C supports several elementary data structuring mechanisms: pointers,
structs, unions, arrays. It's possible to implement any of the usual
higher-level mechanisms---lists, generalized Lists, sets, relations,
whatever---in terms of the lower-level mechanisms. But you shouldn't
forget that you started with the higher-level mechanism, because you
can often optimize computation or register use more effectively with
that knowledge than if you simply regarded the program as a big pile
of pointer, struct, and array manipulations.

So: What kinds of assertions should the compiler understand in order
to effectively optimize higher-level data structures expressed in C?
And what particular assertions are useful for specific operations on 
specific data structures?

For example, in doubly-linked list insertion it's useful to tell the
compiler that a node is not the same as either of its neighbors. For
this it's enough to have invariants like ``p != p->next''.

Note that I am asking these questions as a language designer: I want
constructive suggestions that I can use in Q, rather than complaints
about how difficult it is to handle assertions like this in C or Ada
or whatever language.

I'm a little worried about bringing this issue up after the last set
of pointer-versus-array flame wars, but I figured there was at least
a hope of some useful technical discussion that time, and it's worth
trying again.
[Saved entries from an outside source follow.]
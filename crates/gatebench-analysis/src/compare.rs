//! Cross-algorithm comparison and plot-series construction
//!
//! Joins records across algorithms by puzzle name and derives the numeric
//! series handed to the external chart renderer, plus the guarded
//! per-record figures (actual space usage, duplicate-pruning efficiency)
//! used by the textual summaries.
//!
//! # Joining policy
//!
//! The join universe is the union of puzzle names present in the two
//! duplicate-tracking variants. The no-duplicate-detection variant
//! frequently fails to terminate on larger puzzles, so it never widens the
//! universe; where it did produce a result its theoretical estimate serves
//! as the common baseline x-value, and a puzzle it never solved falls back
//! to the contributing record's own estimate.

use std::collections::BTreeSet;

use serde::{Deserialize, Serialize};

use crate::{
    model::TheoreticalModel,
    record::{Algorithm, ResultRecord},
    run_set::{AlgorithmRunSet, Metric, RunCollection},
};

/// Approximate bytes per stored node, used to fold auxiliary memory into a
/// node-equivalent space figure.
pub const BYTES_PER_NODE: f64 = 32.0;

/// Metrics shown in the cross-algorithm comparison block.
pub const COMPARISON_METRICS: [Metric; 3] = [
    Metric::ExecutionTime,
    Metric::ExpandedNodes,
    Metric::MemoryUsage,
];

/// Actual space usage of one record, in node equivalents.
///
/// Expanded nodes, plus reported auxiliary memory at [`BYTES_PER_NODE`]
/// when any was reported.
#[expect(clippy::cast_precision_loss)]
#[must_use]
pub fn actual_space_usage(record: &ResultRecord) -> f64 {
    let expanded = record.expanded_nodes as f64;
    if record.memory_usage_bytes > 0 {
        expanded + record.memory_usage_bytes as f64 / BYTES_PER_NODE
    } else {
        expanded
    }
}

/// Duplicate-pruning efficiency of one record, in percent.
///
/// `generated / (generated + duplicated) * 100`, defined as `0` when the
/// denominator is zero.
#[expect(clippy::cast_precision_loss)]
#[must_use]
pub fn efficiency(record: &ResultRecord) -> f64 {
    let generated = record.generated_nodes as f64;
    let attempted = generated + record.duplicated_nodes as f64;
    if attempted == 0.0 {
        0.0
    } else {
        generated / attempted * 100.0
    }
}

/// Ratio of actual to theoretical space, defined as `0` for a non-positive
/// estimate.
#[must_use]
pub fn space_ratio(actual: f64, theoretical: f64) -> f64 {
    if theoretical > 0.0 {
        actual / theoretical
    } else {
        0.0
    }
}

/// One point of a theoretical-vs-actual series.
#[derive(Debug, Clone, PartialEq, Serialize, Deserialize)]
pub struct SeriesPoint {
    /// Puzzle the point belongs to.
    pub puzzle_name: String,
    /// Theoretical estimate (x-axis).
    pub x: f64,
    /// Observed value (y-axis).
    pub y: f64,
}

/// A series of points for one algorithm.
#[derive(Debug, Clone, PartialEq, Serialize, Deserialize)]
pub struct AlgorithmSeries {
    /// Algorithm the points belong to.
    pub algorithm: Algorithm,
    /// Points sorted by puzzle name.
    pub points: Vec<SeriesPoint>,
}

/// Space series for one algorithm against its own theoretical estimates.
#[derive(Debug, Clone, Serialize, Deserialize)]
pub struct SpaceSeries {
    /// Algorithm the series describes.
    pub algorithm: Algorithm,
    /// x = primary estimate, y = expanded nodes.
    pub expanded: Vec<SeriesPoint>,
    /// x = primary estimate, y = auxiliary memory in node equivalents.
    /// Empty when no record of this algorithm reported memory.
    pub memory_nodes: Vec<SeriesPoint>,
}

/// Builds the per-algorithm space series (theoretical vs expanded nodes,
/// and theoretical vs memory node equivalents).
#[expect(clippy::cast_precision_loss)]
#[must_use]
pub fn space_series(run_set: &AlgorithmRunSet) -> SpaceSeries {
    let mut expanded = Vec::new();
    let mut memory_nodes = Vec::new();
    let any_memory = run_set
        .records()
        .iter()
        .any(|e| e.record.memory_usage_bytes > 0);

    for evaluated in run_set.records() {
        let Some(estimate) = evaluated.estimates.primary_space() else {
            continue;
        };
        expanded.push(SeriesPoint {
            puzzle_name: evaluated.record.puzzle_name.clone(),
            x: estimate,
            y: evaluated.record.expanded_nodes as f64,
        });
        if any_memory {
            memory_nodes.push(SeriesPoint {
                puzzle_name: evaluated.record.puzzle_name.clone(),
                x: estimate,
                y: evaluated.record.memory_usage_bytes as f64 / BYTES_PER_NODE,
            });
        }
    }

    SpaceSeries {
        algorithm: run_set.algorithm(),
        expanded,
        memory_nodes,
    }
}

/// Builds the joined comparative space series.
///
/// Every record whose puzzle is in the join universe contributes exactly
/// one point to its algorithm's series: x is the no-duplicate-detection
/// baseline estimate for the puzzle when available, the record's own
/// primary estimate otherwise; y is [`actual_space_usage`].
#[must_use]
pub fn comparative_space_series(collection: &RunCollection) -> Vec<AlgorithmSeries> {
    let universe = join_universe(collection);
    let baseline = collection.get(Algorithm::NoDuplicateDetection);

    collection
        .run_sets()
        .iter()
        .map(|run_set| {
            let points = run_set
                .records()
                .iter()
                .filter(|e| universe.contains(e.record.puzzle_name.as_str()))
                .filter_map(|e| {
                    let x = baseline
                        .and_then(|b| b.find(&e.record.puzzle_name))
                        .and_then(|b| b.estimates.primary_space())
                        .or_else(|| e.estimates.primary_space())?;
                    Some(SeriesPoint {
                        puzzle_name: e.record.puzzle_name.clone(),
                        x,
                        y: actual_space_usage(&e.record),
                    })
                })
                .collect();
            AlgorithmSeries {
                algorithm: run_set.algorithm(),
                points,
            }
        })
        .collect()
}

/// Puzzle names eligible for the comparative join: everything solved by a
/// duplicate-tracking variant.
fn join_universe(collection: &RunCollection) -> BTreeSet<&str> {
    collection
        .run_sets()
        .iter()
        .filter(|s| s.algorithm().tracks_duplicates())
        .flat_map(|s| s.records().iter().map(|e| e.record.puzzle_name.as_str()))
        .collect()
}

/// Builds per-algorithm series of one theoretical model against generated
/// nodes. Records for which the model is undefined are skipped; algorithms
/// with no remaining points are omitted.
#[expect(clippy::cast_precision_loss)]
#[must_use]
pub fn model_series(collection: &RunCollection, model: TheoreticalModel) -> Vec<AlgorithmSeries> {
    collection
        .run_sets()
        .iter()
        .filter_map(|run_set| {
            let points: Vec<_> = run_set
                .records()
                .iter()
                .filter_map(|e| {
                    let x = e.estimates.get(model)?;
                    Some(SeriesPoint {
                        puzzle_name: e.record.puzzle_name.clone(),
                        x,
                        y: e.record.generated_nodes as f64,
                    })
                })
                .collect();
            (!points.is_empty()).then(|| AlgorithmSeries {
                algorithm: run_set.algorithm(),
                points,
            })
        })
        .collect()
}

/// A series restricted to strictly positive values, for log-scale
/// rendering, along with the number of points that had to be dropped.
#[derive(Debug, Clone, Serialize, Deserialize)]
pub struct LogScaleSeries {
    /// Points with `x > 0` and `y > 0`.
    pub points: Vec<SeriesPoint>,
    /// Points excluded because either coordinate was non-positive.
    pub dropped_nonpositive: usize,
}

/// Restricts a series to strictly positive values.
///
/// Log-scale rendering cannot represent non-positive values; they are
/// excluded here and counted, never passed through silently.
#[must_use]
pub fn filter_positive(points: Vec<SeriesPoint>) -> LogScaleSeries {
    let total = points.len();
    let points: Vec<_> = points
        .into_iter()
        .filter(|p| p.x > 0.0 && p.y > 0.0)
        .collect();
    let dropped_nonpositive = total - points.len();
    LogScaleSeries {
        points,
        dropped_nonpositive,
    }
}

/// Mean of one metric per algorithm, for the cross-algorithm comparison
/// block. Algorithms without a sample for the metric are omitted.
#[must_use]
pub fn mean_by_algorithm(collection: &RunCollection, metric: Metric) -> Vec<(Algorithm, f64)> {
    collection
        .run_sets()
        .iter()
        .filter_map(|run_set| {
            let summary = run_set.summarize(metric)?;
            Some((run_set.algorithm(), summary.mean))
        })
        .collect()
}

#[cfg(test)]
mod tests {
    use super::*;

    fn record(algorithm: Algorithm, puzzle: &str) -> ResultRecord {
        ResultRecord {
            puzzle_name: puzzle.to_owned(),
            algorithm,
            execution_time: 1.0,
            expanded_nodes: 100,
            generated_nodes: 400,
            duplicated_nodes: 100,
            memory_usage_bytes: 0,
            num_pieces: 2,
            solution_steps: 5,
            empty_spaces: 3,
            solution_path: Some("R1D".to_owned()),
            solved_by_width: (algorithm == Algorithm::IterativeWidening).then_some(2),
            nodes_per_second: None,
        }
    }

    #[test]
    fn actual_space_includes_memory_only_when_reported() {
        let mut rec = record(Algorithm::DuplicateDetection, "a");
        assert_eq!(actual_space_usage(&rec), 100.0);

        rec.memory_usage_bytes = 6400;
        assert_eq!(actual_space_usage(&rec), 100.0 + 200.0);
    }

    #[test]
    fn efficiency_is_guarded_against_zero_denominator() {
        let mut rec = record(Algorithm::DuplicateDetection, "a");
        rec.generated_nodes = 0;
        rec.duplicated_nodes = 0;
        assert_eq!(efficiency(&rec), 0.0);

        rec.generated_nodes = 400;
        rec.duplicated_nodes = 100;
        assert_eq!(efficiency(&rec), 80.0);
    }

    #[test]
    fn space_ratio_is_zero_for_non_positive_estimate() {
        assert_eq!(space_ratio(10.0, 0.0), 0.0);
        assert_eq!(space_ratio(10.0, 4.0), 2.5);
    }

    #[test]
    fn join_universe_excludes_no_duplicate_detection_puzzles() {
        let collection = RunCollection::from_records([
            record(Algorithm::NoDuplicateDetection, "a"),
            record(Algorithm::NoDuplicateDetection, "z"),
            record(Algorithm::DuplicateDetection, "a"),
            record(Algorithm::DuplicateDetection, "b"),
            record(Algorithm::IterativeWidening, "b"),
            record(Algorithm::IterativeWidening, "c"),
        ]);

        let series = comparative_space_series(&collection);
        let by_algorithm = |algorithm| {
            series
                .iter()
                .find(|s| s.algorithm == algorithm)
                .map(|s| {
                    s.points
                        .iter()
                        .map(|p| p.puzzle_name.as_str())
                        .collect::<Vec<_>>()
                })
                .unwrap()
        };

        // "z" was only solved without duplicate detection; it is outside the
        // universe and contributes nothing.
        assert_eq!(by_algorithm(Algorithm::NoDuplicateDetection), ["a"]);
        assert_eq!(by_algorithm(Algorithm::DuplicateDetection), ["a", "b"]);
        assert_eq!(by_algorithm(Algorithm::IterativeWidening), ["b", "c"]);
    }

    #[test]
    fn baseline_estimate_is_substituted_when_available() {
        let collection = RunCollection::from_records([
            record(Algorithm::NoDuplicateDetection, "a"),
            record(Algorithm::DuplicateDetection, "a"),
            record(Algorithm::DuplicateDetection, "b"),
        ]);

        let baseline_estimate = collection
            .get(Algorithm::NoDuplicateDetection)
            .unwrap()
            .find("a")
            .unwrap()
            .estimates
            .primary_space()
            .unwrap();
        let own_estimate = collection
            .get(Algorithm::DuplicateDetection)
            .unwrap()
            .find("b")
            .unwrap()
            .estimates
            .primary_space()
            .unwrap();

        let series = comparative_space_series(&collection);
        let dup = series
            .iter()
            .find(|s| s.algorithm == Algorithm::DuplicateDetection)
            .unwrap();

        // "a" is joined against the baseline; "b" falls back to its own
        // estimate.
        assert_eq!(dup.points[0].x, baseline_estimate);
        assert_eq!(dup.points[1].x, own_estimate);
    }

    #[test]
    fn model_series_skips_records_without_the_model() {
        let collection = RunCollection::from_records([
            record(Algorithm::DuplicateDetection, "a"),
            record(Algorithm::IterativeWidening, "a"),
        ]);

        let series = model_series(&collection, TheoreticalModel::IwComplexity);
        // Only the iterative-widening record carries a width.
        assert_eq!(series.len(), 1);
        assert_eq!(series[0].algorithm, Algorithm::IterativeWidening);
        assert_eq!(series[0].points.len(), 1);
        assert_eq!(series[0].points[0].y, 400.0);
    }

    #[test]
    fn filter_positive_counts_dropped_points() {
        let points = vec![
            SeriesPoint {
                puzzle_name: "a".to_owned(),
                x: 1.0,
                y: 2.0,
            },
            SeriesPoint {
                puzzle_name: "b".to_owned(),
                x: 0.0,
                y: 2.0,
            },
            SeriesPoint {
                puzzle_name: "c".to_owned(),
                x: 3.0,
                y: 0.0,
            },
        ];
        let filtered = filter_positive(points);
        assert_eq!(filtered.points.len(), 1);
        assert_eq!(filtered.dropped_nonpositive, 2);
        assert_eq!(filtered.points[0].puzzle_name, "a");
    }

    #[test]
    fn mean_by_algorithm_covers_each_run_set() {
        let collection = RunCollection::from_records([
            record(Algorithm::DuplicateDetection, "a"),
            record(Algorithm::IterativeWidening, "a"),
        ]);

        let means = mean_by_algorithm(&collection, Metric::ExpandedNodes);
        assert_eq!(
            means,
            [
                (Algorithm::DuplicateDetection, 100.0),
                (Algorithm::IterativeWidening, 100.0),
            ]
        );
    }
}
I hope that we can avoid Jim Giles's confusion between
syntax and semantics by asking purely semantic questions like ``What
assertions help optimization?''

One last meta-comment: Jim Giles implied in the last discussion that
a language that ``understands'' some high-level data structures will
be more efficient than C plus assertions. I find this position quite
silly, as all optimizations must eventually be expressed in terms of
machine language, which has only pointers and numeric types. I can't
believe that there are any optimizations for machine-language target
code which can't be expressed just as effectively as assertions in a
lower-level language. But I also realize that arguments about issues
like this are pointless. If I'm right, then I don't have to prove it
with some theoretical argument; all that matters is that every piece
of code Jim writes in his high-level language, the rest of the world
can write just as efficiently in an easy-to-use, low-level language.
And that's why I'm restarting this discussion.

---Dan